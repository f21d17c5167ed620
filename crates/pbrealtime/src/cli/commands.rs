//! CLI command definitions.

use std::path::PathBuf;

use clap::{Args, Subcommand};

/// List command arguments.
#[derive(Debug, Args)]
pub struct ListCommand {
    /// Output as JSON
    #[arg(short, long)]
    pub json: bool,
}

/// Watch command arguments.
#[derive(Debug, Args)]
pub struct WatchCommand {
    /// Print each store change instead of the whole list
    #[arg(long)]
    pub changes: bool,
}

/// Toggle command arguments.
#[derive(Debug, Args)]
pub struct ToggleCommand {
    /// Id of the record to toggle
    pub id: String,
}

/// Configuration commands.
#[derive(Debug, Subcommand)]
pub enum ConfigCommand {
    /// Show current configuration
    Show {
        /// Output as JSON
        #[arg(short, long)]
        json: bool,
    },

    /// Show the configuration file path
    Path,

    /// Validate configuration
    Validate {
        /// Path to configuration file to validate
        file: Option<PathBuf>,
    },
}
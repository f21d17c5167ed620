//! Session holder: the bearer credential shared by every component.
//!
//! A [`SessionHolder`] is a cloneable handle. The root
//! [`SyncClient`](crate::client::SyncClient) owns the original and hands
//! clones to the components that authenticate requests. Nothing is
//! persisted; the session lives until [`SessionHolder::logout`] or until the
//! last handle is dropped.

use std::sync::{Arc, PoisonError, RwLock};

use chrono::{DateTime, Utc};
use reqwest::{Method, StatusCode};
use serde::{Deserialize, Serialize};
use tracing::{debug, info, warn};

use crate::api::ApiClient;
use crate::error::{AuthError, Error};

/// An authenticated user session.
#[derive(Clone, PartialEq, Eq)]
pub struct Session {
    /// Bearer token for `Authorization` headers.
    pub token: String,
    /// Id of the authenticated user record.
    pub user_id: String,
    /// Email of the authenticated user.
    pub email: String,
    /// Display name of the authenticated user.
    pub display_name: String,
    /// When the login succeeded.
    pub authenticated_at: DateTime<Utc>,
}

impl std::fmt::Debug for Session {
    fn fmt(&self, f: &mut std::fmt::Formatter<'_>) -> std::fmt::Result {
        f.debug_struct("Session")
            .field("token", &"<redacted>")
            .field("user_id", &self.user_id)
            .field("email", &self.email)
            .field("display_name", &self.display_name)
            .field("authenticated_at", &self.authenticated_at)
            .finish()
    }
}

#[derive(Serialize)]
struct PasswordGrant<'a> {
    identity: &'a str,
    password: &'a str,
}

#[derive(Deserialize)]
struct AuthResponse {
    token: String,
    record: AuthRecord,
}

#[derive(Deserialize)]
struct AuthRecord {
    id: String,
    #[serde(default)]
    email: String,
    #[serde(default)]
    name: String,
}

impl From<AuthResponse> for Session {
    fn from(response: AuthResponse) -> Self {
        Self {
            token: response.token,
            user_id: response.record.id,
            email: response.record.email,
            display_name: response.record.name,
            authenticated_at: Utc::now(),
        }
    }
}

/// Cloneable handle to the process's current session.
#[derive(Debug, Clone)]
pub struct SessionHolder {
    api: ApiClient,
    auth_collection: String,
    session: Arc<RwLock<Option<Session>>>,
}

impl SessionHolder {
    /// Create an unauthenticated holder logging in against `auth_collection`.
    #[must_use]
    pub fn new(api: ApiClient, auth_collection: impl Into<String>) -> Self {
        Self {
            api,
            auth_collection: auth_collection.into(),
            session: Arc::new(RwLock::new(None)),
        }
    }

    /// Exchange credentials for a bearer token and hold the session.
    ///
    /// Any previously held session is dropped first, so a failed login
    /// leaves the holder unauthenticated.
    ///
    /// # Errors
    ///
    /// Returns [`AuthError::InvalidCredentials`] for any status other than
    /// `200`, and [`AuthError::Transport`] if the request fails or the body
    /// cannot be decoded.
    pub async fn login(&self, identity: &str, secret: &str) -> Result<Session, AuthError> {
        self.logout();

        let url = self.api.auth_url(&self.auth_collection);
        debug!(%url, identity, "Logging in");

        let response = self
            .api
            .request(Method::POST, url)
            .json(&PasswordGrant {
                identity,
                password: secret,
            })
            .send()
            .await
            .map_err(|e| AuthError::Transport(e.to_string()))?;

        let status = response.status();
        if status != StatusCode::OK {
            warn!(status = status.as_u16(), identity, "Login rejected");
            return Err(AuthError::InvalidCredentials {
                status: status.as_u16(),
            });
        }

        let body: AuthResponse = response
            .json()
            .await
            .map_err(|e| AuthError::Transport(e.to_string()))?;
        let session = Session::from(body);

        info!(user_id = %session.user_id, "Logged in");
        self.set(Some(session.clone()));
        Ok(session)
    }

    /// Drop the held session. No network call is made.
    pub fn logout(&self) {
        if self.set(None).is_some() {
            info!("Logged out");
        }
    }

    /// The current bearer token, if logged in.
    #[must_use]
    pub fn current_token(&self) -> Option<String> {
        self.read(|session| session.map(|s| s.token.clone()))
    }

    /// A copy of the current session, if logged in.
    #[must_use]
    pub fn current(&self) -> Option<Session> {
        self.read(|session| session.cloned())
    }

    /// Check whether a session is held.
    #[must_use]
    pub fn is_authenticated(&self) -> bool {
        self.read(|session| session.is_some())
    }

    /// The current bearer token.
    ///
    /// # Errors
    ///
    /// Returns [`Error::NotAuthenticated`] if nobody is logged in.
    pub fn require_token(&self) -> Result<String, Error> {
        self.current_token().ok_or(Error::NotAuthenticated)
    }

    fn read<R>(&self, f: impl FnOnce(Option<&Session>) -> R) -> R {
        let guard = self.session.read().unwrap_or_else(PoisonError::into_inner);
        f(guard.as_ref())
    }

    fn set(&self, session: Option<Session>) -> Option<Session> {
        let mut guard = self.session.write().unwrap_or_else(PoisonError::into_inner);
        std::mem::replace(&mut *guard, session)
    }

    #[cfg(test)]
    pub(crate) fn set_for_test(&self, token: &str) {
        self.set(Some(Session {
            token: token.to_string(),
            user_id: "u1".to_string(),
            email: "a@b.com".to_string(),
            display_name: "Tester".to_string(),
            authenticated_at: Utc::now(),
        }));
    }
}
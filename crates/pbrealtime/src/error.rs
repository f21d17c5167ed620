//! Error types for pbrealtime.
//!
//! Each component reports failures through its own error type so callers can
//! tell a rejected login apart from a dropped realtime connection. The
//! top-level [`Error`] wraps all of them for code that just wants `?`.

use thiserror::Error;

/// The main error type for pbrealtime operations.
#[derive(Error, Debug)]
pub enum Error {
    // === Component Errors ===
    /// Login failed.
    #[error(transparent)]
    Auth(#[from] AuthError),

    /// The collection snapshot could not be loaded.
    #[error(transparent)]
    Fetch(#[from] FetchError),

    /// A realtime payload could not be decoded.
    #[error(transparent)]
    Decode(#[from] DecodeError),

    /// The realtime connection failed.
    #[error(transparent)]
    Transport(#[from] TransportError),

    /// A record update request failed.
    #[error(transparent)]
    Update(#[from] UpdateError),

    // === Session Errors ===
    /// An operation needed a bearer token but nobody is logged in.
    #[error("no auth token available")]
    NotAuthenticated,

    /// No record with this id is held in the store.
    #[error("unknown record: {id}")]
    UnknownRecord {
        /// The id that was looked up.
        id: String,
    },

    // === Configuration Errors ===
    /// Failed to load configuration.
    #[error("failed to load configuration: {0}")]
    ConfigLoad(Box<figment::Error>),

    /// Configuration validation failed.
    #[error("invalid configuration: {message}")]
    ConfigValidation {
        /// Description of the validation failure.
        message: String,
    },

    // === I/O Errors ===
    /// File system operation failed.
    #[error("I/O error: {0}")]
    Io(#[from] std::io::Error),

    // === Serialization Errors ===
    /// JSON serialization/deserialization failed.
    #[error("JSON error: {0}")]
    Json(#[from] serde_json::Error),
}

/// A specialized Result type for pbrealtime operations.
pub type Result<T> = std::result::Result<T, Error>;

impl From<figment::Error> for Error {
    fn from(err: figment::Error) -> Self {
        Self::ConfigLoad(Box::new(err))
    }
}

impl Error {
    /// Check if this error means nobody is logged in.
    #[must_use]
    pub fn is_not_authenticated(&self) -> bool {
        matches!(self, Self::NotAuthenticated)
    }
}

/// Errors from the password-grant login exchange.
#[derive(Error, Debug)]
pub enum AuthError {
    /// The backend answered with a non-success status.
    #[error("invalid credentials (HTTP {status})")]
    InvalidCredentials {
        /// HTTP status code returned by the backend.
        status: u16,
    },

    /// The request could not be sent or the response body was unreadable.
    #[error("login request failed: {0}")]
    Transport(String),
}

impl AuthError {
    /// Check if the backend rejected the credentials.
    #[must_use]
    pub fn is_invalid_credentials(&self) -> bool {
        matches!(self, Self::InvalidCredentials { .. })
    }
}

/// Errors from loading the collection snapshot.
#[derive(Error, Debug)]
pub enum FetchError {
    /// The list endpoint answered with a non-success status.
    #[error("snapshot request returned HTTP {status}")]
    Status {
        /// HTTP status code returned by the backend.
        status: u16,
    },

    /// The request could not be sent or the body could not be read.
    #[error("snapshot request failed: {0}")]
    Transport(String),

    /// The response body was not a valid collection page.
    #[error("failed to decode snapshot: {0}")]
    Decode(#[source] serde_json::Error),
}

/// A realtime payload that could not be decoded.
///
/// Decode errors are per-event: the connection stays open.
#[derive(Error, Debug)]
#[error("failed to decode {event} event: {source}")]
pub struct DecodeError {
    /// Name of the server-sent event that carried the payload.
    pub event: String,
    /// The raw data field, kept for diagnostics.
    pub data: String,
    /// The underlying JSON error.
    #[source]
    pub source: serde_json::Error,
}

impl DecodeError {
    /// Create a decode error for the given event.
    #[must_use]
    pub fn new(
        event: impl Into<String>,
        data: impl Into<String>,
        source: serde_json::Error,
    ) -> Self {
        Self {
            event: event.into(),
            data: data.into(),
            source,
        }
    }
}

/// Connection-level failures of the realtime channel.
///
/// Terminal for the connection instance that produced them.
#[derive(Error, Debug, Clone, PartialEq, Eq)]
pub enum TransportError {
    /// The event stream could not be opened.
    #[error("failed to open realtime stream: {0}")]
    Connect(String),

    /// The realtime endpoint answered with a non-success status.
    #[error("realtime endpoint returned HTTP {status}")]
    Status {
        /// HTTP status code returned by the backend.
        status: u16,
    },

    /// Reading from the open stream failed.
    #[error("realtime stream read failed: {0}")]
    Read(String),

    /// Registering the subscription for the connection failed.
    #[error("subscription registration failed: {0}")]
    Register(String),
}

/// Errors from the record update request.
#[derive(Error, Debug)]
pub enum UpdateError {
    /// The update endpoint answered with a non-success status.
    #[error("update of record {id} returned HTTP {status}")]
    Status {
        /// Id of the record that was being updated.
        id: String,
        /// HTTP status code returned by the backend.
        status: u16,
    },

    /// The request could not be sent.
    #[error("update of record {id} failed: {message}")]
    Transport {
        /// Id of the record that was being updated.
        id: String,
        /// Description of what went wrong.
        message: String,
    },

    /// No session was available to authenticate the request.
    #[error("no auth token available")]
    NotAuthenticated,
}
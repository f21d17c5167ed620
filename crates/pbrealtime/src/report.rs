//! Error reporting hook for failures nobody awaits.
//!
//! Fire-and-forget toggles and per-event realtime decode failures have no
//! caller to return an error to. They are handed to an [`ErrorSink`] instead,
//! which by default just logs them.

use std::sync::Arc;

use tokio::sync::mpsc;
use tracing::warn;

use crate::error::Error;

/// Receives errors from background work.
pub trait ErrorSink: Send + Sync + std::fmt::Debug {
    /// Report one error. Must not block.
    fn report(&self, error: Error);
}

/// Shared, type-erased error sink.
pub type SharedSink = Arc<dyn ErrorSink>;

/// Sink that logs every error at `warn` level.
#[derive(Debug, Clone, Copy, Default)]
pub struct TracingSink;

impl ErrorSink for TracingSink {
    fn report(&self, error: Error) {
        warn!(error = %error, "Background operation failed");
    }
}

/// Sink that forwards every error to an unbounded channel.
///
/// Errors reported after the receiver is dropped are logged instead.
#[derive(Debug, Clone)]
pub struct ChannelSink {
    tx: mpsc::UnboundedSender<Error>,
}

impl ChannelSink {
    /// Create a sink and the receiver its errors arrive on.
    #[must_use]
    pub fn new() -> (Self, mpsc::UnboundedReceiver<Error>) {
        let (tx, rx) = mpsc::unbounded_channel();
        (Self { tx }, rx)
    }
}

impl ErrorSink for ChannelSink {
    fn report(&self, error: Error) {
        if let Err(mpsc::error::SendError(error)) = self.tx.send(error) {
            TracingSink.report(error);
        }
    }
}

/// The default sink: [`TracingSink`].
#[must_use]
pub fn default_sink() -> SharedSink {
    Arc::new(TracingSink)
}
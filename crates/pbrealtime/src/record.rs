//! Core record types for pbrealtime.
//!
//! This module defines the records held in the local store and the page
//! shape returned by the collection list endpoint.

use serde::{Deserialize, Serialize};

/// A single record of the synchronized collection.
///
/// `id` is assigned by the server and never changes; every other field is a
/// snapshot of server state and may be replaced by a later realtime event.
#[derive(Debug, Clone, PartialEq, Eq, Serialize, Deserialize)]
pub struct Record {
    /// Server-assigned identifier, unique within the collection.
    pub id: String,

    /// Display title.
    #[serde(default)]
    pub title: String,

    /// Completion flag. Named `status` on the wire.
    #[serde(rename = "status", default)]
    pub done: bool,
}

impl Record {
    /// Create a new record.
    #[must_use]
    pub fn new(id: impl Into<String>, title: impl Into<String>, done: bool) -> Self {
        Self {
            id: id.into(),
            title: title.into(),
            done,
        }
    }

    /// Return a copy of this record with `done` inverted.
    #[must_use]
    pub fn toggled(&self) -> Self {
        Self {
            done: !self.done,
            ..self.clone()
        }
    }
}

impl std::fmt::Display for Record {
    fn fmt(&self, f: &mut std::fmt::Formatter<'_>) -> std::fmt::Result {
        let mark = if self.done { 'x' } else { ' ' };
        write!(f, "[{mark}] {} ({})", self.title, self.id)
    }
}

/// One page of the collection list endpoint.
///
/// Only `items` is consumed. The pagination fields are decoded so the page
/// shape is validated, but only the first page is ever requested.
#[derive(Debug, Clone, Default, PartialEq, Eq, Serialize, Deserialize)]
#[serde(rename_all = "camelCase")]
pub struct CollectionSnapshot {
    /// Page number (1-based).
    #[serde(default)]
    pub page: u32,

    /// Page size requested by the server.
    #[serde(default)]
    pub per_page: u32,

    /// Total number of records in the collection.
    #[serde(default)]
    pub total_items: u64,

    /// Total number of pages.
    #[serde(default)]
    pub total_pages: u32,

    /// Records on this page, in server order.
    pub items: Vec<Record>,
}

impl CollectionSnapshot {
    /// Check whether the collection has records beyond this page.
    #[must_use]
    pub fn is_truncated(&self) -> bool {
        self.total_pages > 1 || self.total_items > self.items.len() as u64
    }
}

──────

• WHAT IS EXPECTED:
Across the records above, return every line that contains the word "info".

• WRITTEN SOLUTION:
use tracing::{debug, info, warn};
        info!(user_id = %session.user_id, "Logged in");
            info!("Logged out");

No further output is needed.